The two governments announced the Canada-Yukon Nature Agreement at the COP15 global biodiversity talks in Montreal on Wednesday.
They say it’s a Canadian first.
The agreement aims to support Aboriginal leadership in protecting and supporting the recovery of endangered species such as the North Mountain caribou and grizzly bear.
It has set a goal of protecting or conserving an additional 6 percent of the Yukon’s wilderness, reaching 25 percent by 2025.
The Canadian government has committed $20.6 million to implement the agreement.

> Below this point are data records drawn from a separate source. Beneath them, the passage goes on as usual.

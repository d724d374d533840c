//! Read model for memberships and sessions
//!
//! These entities are owned by the organization and session services; the
//! authorization core only reads them through the traits in [`crate::store`].

use crate::gid::Gid;
use chrono::{DateTime, Utc};
use serde::{Deserialize, Serialize};
use std::fmt;
use std::str::FromStr;

/// Role of an identity inside an organization
#[derive(Debug, Clone, Copy, PartialEq, Eq, Hash, PartialOrd, Ord, Serialize, Deserialize)]
#[serde(rename_all = "SCREAMING_SNAKE_CASE")]
pub enum MembershipRole {
    Owner,
    Admin,
    Viewer,
    Auditor,
    Employee,
}

impl MembershipRole {
    pub fn as_str(self) -> &'static str {
        match self {
            MembershipRole::Owner => "OWNER",
            MembershipRole::Admin => "ADMIN",
            MembershipRole::Viewer => "VIEWER",
            MembershipRole::Auditor => "AUDITOR",
            MembershipRole::Employee => "EMPLOYEE",
        }
    }
}

impl fmt::Display for MembershipRole {
    fn fmt(&self, f: &mut fmt::Formatter<'_>) -> fmt::Result {
        f.write_str(self.as_str())
    }
}

impl FromStr for MembershipRole {
    type Err = crate::error::AuthzError;

    fn from_str(s: &str) -> crate::error::Result<Self> {
        match s {
            "OWNER" => Ok(MembershipRole::Owner),
            "ADMIN" => Ok(MembershipRole::Admin),
            "VIEWER" => Ok(MembershipRole::Viewer),
            "AUDITOR" => Ok(MembershipRole::Auditor),
            "EMPLOYEE" => Ok(MembershipRole::Employee),
            other => Err(crate::error::AuthzError::InvalidInput(format!(
                "unknown membership role {:?}",
                other
            ))),
        }
    }
}

#[derive(Debug, Clone, Copy, PartialEq, Eq, Hash, Serialize, Deserialize)]
#[serde(rename_all = "SCREAMING_SNAKE_CASE")]
pub enum MembershipState {
    Active,
    Inactive,
}

/// How the membership was provisioned
#[derive(Debug, Clone, Copy, PartialEq, Eq, Hash, Serialize, Deserialize)]
#[serde(rename_all = "SCREAMING_SNAKE_CASE")]
pub enum MembershipSource {
    Manual,
    Scim,
}

/// Link between an identity and an organization
#[derive(Debug, Clone, PartialEq, Eq, Serialize, Deserialize)]
pub struct Membership {
    pub id: Gid,
    pub identity_id: Gid,
    pub organization_id: Gid,
    pub role: MembershipRole,
    pub state: MembershipState,
    pub source: MembershipSource,
}

impl Membership {
    pub fn is_active(&self) -> bool {
        self.state == MembershipState::Active
    }
}

#[derive(Debug, Clone, Copy, PartialEq, Eq, Hash, Serialize, Deserialize)]
#[serde(rename_all = "SCREAMING_SNAKE_CASE")]
pub enum AuthenticationMethod {
    Password,
    Saml,
    MagicLink,
    Oidc,
}

/// Why a session was closed
#[derive(Debug, Clone, Copy, PartialEq, Eq, Hash, Serialize, Deserialize)]
#[serde(rename_all = "SCREAMING_SNAKE_CASE")]
pub enum SessionExitReason {
    Logout,
    Revoked,
    Expired,
}

/// Session bound to one membership under a root session
///
/// The existence of a valid child session is the proof that the identity
/// assumed the membership's organization.
#[derive(Debug, Clone, PartialEq, Eq, Serialize, Deserialize)]
pub struct ChildSession {
    pub id: Gid,
    pub membership_id: Gid,
    pub root_session_id: Gid,
    pub authentication_method: AuthenticationMethod,
    pub expires_at: DateTime<Utc>,
    pub root_expires_at: DateTime<Utc>,
    #[serde(default, skip_serializing_if = "Option::is_none")]
    pub exit_reason: Option<SessionExitReason>,
}

impl ChildSession {
    /// Expired when the session or its root is past expiry, or it was closed
    pub fn is_expired_at(&self, now: DateTime<Utc>) -> bool {
        self.exit_reason.is_some() || self.expires_at <= now || self.root_expires_at <= now
    }

    pub fn is_expired(&self) -> bool {
        self.is_expired_at(Utc::now())
    }
}

#[cfg(test)]
mod tests {
    use super::*;
    use crate::entity::EntityType;
    use crate::gid::TenantId;
    use chrono::Duration;

    fn session(expires_in: Duration, root_expires_in: Duration) -> ChildSession {
        let tenant = TenantId::new_random();
        let now = Utc::now();
        ChildSession {
            id: Gid::new(tenant, EntityType::Session),
            membership_id: Gid::new(tenant, EntityType::Membership),
            root_session_id: Gid::new(tenant, EntityType::Session),
            authentication_method: AuthenticationMethod::Password,
            expires_at: now + expires_in,
            root_expires_at: now + root_expires_in,
            exit_reason: None,
        }
    }

    #[test]
    fn test_child_session_expiry() {
        assert!(!session(Duration::hours(1), Duration::hours(2)).is_expired());
        assert!(session(Duration::hours(-1), Duration::hours(2)).is_expired());
    }

    #[test]
    fn test_root_expiry_invalidates_child() {
        assert!(session(Duration::hours(1), Duration::minutes(-1)).is_expired());
    }

    #[test]
    fn test_exit_reason_invalidates_child() {
        let mut s = session(Duration::hours(1), Duration::hours(1));
        s.exit_reason = Some(SessionExitReason::Logout);
        assert!(s.is_expired());
    }

    #[test]
    fn test_role_names() {
        assert_eq!(MembershipRole::Owner.to_string(), "OWNER");
        assert_eq!("AUDITOR".parse::<MembershipRole>().unwrap(), MembershipRole::Auditor);
        assert!("owner".parse::<MembershipRole>().is_err());
        assert_eq!(
            serde_json::to_string(&MembershipRole::Employee).unwrap(),
            "\"EMPLOYEE\""
        );
    }
}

“The Yukon is on the front lines of climate change and nature conservation. Our northern way of life depends on the land, and the protection of the land is in our hands,” Yukon Liberal MP Brendan Hanley said in a statement. “The Canada-Yukon Nature Agreement marks a new chapter in the protection and conservation of the North and all the rich life it supports.”
The territory said it had protected about 19 percent of its area.
The federal government has committed to protecting 25% of Canada’s land and water resources by 2025 and 30% by 2030.
“The Government of Canada is taking bold action to protect our natural environment, our best ally in the fight against climate change and biodiversity loss,” Federal Environment Minister Steven Guilbeault said in a statement. “Together with the Yukon government, we are Protect more sensitive habitats, support the recovery of endangered species, and restore ecosystems across the region.”